Every line below that has "Some" in it should be copied.
============================================================
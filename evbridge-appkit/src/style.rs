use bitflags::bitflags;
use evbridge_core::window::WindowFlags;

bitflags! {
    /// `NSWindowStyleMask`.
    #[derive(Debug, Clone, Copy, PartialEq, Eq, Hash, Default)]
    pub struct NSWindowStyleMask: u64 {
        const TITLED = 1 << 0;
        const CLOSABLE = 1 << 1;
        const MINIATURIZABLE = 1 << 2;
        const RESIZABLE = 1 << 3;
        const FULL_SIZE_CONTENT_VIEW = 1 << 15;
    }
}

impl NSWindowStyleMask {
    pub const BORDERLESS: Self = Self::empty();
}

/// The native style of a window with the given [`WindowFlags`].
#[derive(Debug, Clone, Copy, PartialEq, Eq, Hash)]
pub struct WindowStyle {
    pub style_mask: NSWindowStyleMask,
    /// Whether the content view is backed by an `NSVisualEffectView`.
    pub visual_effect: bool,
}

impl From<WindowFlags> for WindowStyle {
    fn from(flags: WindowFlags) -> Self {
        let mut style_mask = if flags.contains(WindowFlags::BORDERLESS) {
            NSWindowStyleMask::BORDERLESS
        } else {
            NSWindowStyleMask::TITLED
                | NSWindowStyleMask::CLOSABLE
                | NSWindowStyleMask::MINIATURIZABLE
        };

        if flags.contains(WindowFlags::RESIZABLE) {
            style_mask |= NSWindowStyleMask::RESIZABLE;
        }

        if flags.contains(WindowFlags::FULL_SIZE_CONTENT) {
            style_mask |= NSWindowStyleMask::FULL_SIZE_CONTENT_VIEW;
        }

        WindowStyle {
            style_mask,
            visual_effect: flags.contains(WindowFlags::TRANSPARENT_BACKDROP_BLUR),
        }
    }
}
============================================================
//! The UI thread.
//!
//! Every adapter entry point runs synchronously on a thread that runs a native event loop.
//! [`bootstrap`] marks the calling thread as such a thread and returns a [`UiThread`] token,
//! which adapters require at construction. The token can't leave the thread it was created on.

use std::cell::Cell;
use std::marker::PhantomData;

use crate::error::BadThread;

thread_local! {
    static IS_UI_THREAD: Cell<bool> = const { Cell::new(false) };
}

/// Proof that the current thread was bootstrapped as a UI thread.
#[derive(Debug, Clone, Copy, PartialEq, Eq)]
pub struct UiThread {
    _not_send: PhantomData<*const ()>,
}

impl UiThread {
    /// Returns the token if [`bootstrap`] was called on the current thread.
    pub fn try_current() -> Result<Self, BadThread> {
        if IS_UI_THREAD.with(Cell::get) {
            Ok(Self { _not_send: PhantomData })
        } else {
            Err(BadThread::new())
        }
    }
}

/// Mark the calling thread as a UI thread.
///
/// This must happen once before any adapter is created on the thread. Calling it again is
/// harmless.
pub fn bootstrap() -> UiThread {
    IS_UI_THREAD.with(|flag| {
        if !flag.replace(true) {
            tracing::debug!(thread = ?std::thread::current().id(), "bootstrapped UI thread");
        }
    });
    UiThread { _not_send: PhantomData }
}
============================================================
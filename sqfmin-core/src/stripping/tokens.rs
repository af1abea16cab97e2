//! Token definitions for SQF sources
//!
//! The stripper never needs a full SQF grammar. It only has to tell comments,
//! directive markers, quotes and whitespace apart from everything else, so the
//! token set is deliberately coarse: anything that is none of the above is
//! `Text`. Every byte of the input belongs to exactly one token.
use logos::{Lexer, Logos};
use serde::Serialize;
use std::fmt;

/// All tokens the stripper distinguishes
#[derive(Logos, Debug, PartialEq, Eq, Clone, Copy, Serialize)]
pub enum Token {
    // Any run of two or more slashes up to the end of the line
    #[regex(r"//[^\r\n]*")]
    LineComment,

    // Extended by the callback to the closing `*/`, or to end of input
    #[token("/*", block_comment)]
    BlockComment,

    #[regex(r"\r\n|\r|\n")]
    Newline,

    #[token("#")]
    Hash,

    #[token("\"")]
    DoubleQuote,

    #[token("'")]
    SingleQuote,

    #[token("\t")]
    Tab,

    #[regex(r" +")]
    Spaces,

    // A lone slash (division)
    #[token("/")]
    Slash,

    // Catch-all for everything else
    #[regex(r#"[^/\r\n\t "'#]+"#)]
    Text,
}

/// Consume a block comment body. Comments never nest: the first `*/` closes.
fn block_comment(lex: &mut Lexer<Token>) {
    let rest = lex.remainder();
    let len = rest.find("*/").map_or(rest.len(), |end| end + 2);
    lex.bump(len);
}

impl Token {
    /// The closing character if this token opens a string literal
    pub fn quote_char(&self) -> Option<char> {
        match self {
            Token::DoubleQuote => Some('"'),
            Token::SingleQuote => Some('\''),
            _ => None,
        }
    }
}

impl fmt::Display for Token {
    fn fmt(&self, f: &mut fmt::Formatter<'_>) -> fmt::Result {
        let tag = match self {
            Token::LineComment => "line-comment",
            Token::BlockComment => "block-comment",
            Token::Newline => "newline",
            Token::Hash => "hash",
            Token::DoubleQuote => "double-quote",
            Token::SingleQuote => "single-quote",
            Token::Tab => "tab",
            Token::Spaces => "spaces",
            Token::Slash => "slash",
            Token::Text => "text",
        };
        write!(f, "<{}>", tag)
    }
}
============================================================
__Answer to this task__.
            Token::DoubleQuote => Some('"'),
            Token::SingleQuote => Some('\''),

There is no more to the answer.